LIVROS PARA BOLSONARO E GUEDES

Na conversa (acompanhe no vídeo acima e se inscreva no TUTAMÉIA TV), Suplicy conta que ficou assustado quando ouviu Bolsonaro, naquela famosa e abjeta reunião ministerial, defender a distribuição de armas para a população. Depois, quando o capitão ficou com covid e anunciou reclusão no Alvorada, tomou uma inciativa:

“Pensei: Quem sabe ele possa ler um livro. Enviei para ele “Utopia”, de Thomas More. Se ele acredita que para reduzir a criminalidade no Brasil é bom distribuir armas, eu disse: Pera lá! O livro, escrito em 1516, traz uma lição muito importante: é muito mais eficaz você assegurar a sobrevivência das pessoas, dando uma subvenção aos pobres. É uma das obras que melhor fundamentou o conceito da renda básica. Mandei para ele por Sedex. Recebi um agradecimento do seu chefe de gabinete. Mas ele não disse se Bolsonaro leu ou não. Estou esperando que ele possa aprender a essa lição. Mandei também para o Guedes. Em que pese eu ser da oposição e discordar dele, eu insisto em persuadi-lo”.

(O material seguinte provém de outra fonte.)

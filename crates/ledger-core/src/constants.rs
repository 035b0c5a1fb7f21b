pub const HASH_SIZE: usize = 32;
pub const HASH_HEX_SIZE: usize = HASH_SIZE * 2;
pub const POW_TARGET_DIFFICULTY: usize = 2;
pub const POW_PROGRESS_INTERVAL: u64 = 1000;
pub const MIN_TRANSACTIONS_TO_SEAL: usize = 5;
pub const MAX_TRANSACTIONS_PER_BLOCK: usize = 20;
pub const MAX_BLOCKS: usize = 10;
pub const SEAL_INTERVAL_SECS: u64 = 60;
pub const MINING_TIME_BUDGET_SECS: u64 = 60;
pub const INITIAL_BALANCE: u64 = 1000;
pub const RSA_KEY_BITS: usize = 2048;
pub const COOLDOWN_MIN_MS: u64 = 1_000;
pub const COOLDOWN_MAX_MS: u64 = 16_000;
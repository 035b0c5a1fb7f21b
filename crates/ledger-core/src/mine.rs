use crate::{
    constants::POW_PROGRESS_INTERVAL,
    error::{MiningTimeout, Result},
    pow, Transaction,
};
use serde::Serialize;
use std::time::{Duration, Instant};
use tracing::{debug, info, warn};

/// Field order here is the hash contract; do not reorder.
#[derive(Serialize)]
struct HashInput<'a> {
    index: u64,
    previous_hash: &'a str,
    transactions: &'a [Transaction],
    timestamp: u64,
    nonce: u64,
}

fn block_hash(
    index: u64,
    previous_hash: &str,
    transactions: &[Transaction],
    timestamp: u64,
    nonce: u64,
) -> Result<String> {
    let bytes = serde_json::to_vec(&HashInput {
        index,
        previous_hash,
        transactions,
        timestamp,
        nonce,
    })?;
    Ok(pow::sha256_hex(&bytes))
}

/// A block under construction. Only the nonce changes while mining.
#[derive(Clone, Debug)]
pub struct CandidateBlock {
    index: u64,
    previous_hash: String,
    transactions: Vec<Transaction>,
    timestamp: u64,
    nonce: u64,
}

impl CandidateBlock {
    pub fn new(
        index: u64,
        previous_hash: impl Into<String>,
        transactions: Vec<Transaction>,
        timestamp: u64,
    ) -> Self {
        Self {
            index,
            previous_hash: previous_hash.into(),
            transactions,
            timestamp,
            nonce: 0,
        }
    }

    pub fn index(&self) -> u64 {
        self.index
    }

    pub fn nonce(&self) -> u64 {
        self.nonce
    }

    pub fn hash(&self) -> Result<String> {
        block_hash(
            self.index,
            &self.previous_hash,
            &self.transactions,
            self.timestamp,
            self.nonce,
        )
    }

    /// Increments the nonce until the hash starts with `difficulty` zero hex digits.
    ///
    /// Gives up with [`MiningTimeout`] once `budget` has elapsed since this call
    /// started. The nonce wraps on overflow; the deadline bounds the search.
    /// The timeout arrives as [`LedgerError::MiningTimeout`](crate::LedgerError::MiningTimeout);
    /// the only other error is a failed canonical encoding.
    pub fn seal(mut self, difficulty: usize, budget: Duration) -> Result<SealedBlock> {
        let start = Instant::now();
        let mut attempts: u64 = 0;
        loop {
            let elapsed = start.elapsed();
            if elapsed >= budget {
                warn!(index = self.index, attempts, ?elapsed, "mining timed out");
                return Err(MiningTimeout {
                    index: self.index,
                    attempts,
                    elapsed,
                }
                .into());
            }

            let hash = self.hash()?;
            if pow::meets_difficulty(&hash, difficulty) {
                info!(
                    index = self.index,
                    nonce = self.nonce,
                    attempts,
                    elapsed_ms = start.elapsed().as_millis() as u64,
                    "sealed block {}",
                    &hash[..16]
                );
                return Ok(SealedBlock {
                    index: self.index,
                    previous_hash: self.previous_hash,
                    transactions: self.transactions,
                    timestamp: self.timestamp,
                    nonce: self.nonce,
                    hash,
                });
            }

            self.nonce = self.nonce.wrapping_add(1);
            attempts += 1;
            if attempts % POW_PROGRESS_INTERVAL == 0 {
                debug!(index = self.index, attempts, "mining in progress");
            }
        }
    }
}

/// A block whose hash satisfied the difficulty predicate. Immutable.
#[derive(Clone, Debug, PartialEq, Serialize)]
pub struct SealedBlock {
    pub(crate) index: u64,
    pub(crate) previous_hash: String,
    pub(crate) transactions: Vec<Transaction>,
    pub(crate) timestamp: u64,
    pub(crate) nonce: u64,
    pub(crate) hash: String,
}

impl SealedBlock {
    pub fn index(&self) -> u64 {
        self.index
    }

    pub fn previous_hash(&self) -> &str {
        &self.previous_hash
    }

    pub fn transactions(&self) -> &[Transaction] {
        &self.transactions
    }

    pub fn timestamp(&self) -> u64 {
        self.timestamp
    }

    pub fn nonce(&self) -> u64 {
        self.nonce
    }

    pub fn hash(&self) -> &str {
        &self.hash
    }

    /// Hash recomputed from the block's current fields.
    pub fn recompute_hash(&self) -> Result<String> {
        block_hash(
            self.index,
            &self.previous_hash,
            &self.transactions,
            self.timestamp,
            self.nonce,
        )
    }
}
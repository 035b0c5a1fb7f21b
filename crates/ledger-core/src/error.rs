use std::time::Duration;
use thiserror::Error;

/// Proof-of-work search ran out of its time budget before finding a nonce.
#[derive(Debug, Clone, PartialEq, Eq, Error)]
#[error("mining block {index} timed out after {attempts} attempts ({elapsed:?})")]
pub struct MiningTimeout {
    pub index: u64,
    pub attempts: u64,
    pub elapsed: Duration,
}

#[derive(Debug, Error)]
pub enum LedgerError {
    #[error("cryptographic error: {0}")]
    Crypto(String),

    #[error("canonical encoding failed: {0}")]
    Encoding(#[from] serde_json::Error),

    #[error(transparent)]
    MiningTimeout(#[from] MiningTimeout),

    #[error("genesis block could not be sealed: {0}")]
    GenesisSealing(#[source] MiningTimeout),

    #[error("unknown party: {0}")]
    UnknownParty(String),
}

pub type Result<T> = std::result::Result<T, LedgerError>;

Suplicy lembra que Bolsonaro jurou cumprir a Constituição. Nela, está escrito no artigo terceiro: “Constituem objetivos fundamentais da República Federativa do Brasil construir uma sociedade livre, justa e solidária, garantir o desenvolvimento nacional, erradicar a pobreza e a marginalidade, reduzir as desigualdades sociais e regionais, promover o bem de todos, sem preconceitos de origem de raça, sexo, cor, idade e quaisquer outras formas de discriminação”.

“A forma mais eficaz de Bolsonaro cumprir suas promessas [de campanha] e o seu juramento à Constituição é instituir a renda básica de cidadania. Se ele o fizer, vou reconhecer. Até agora, ele não deu sinal de que quer fazer. Mas eu não desisto”.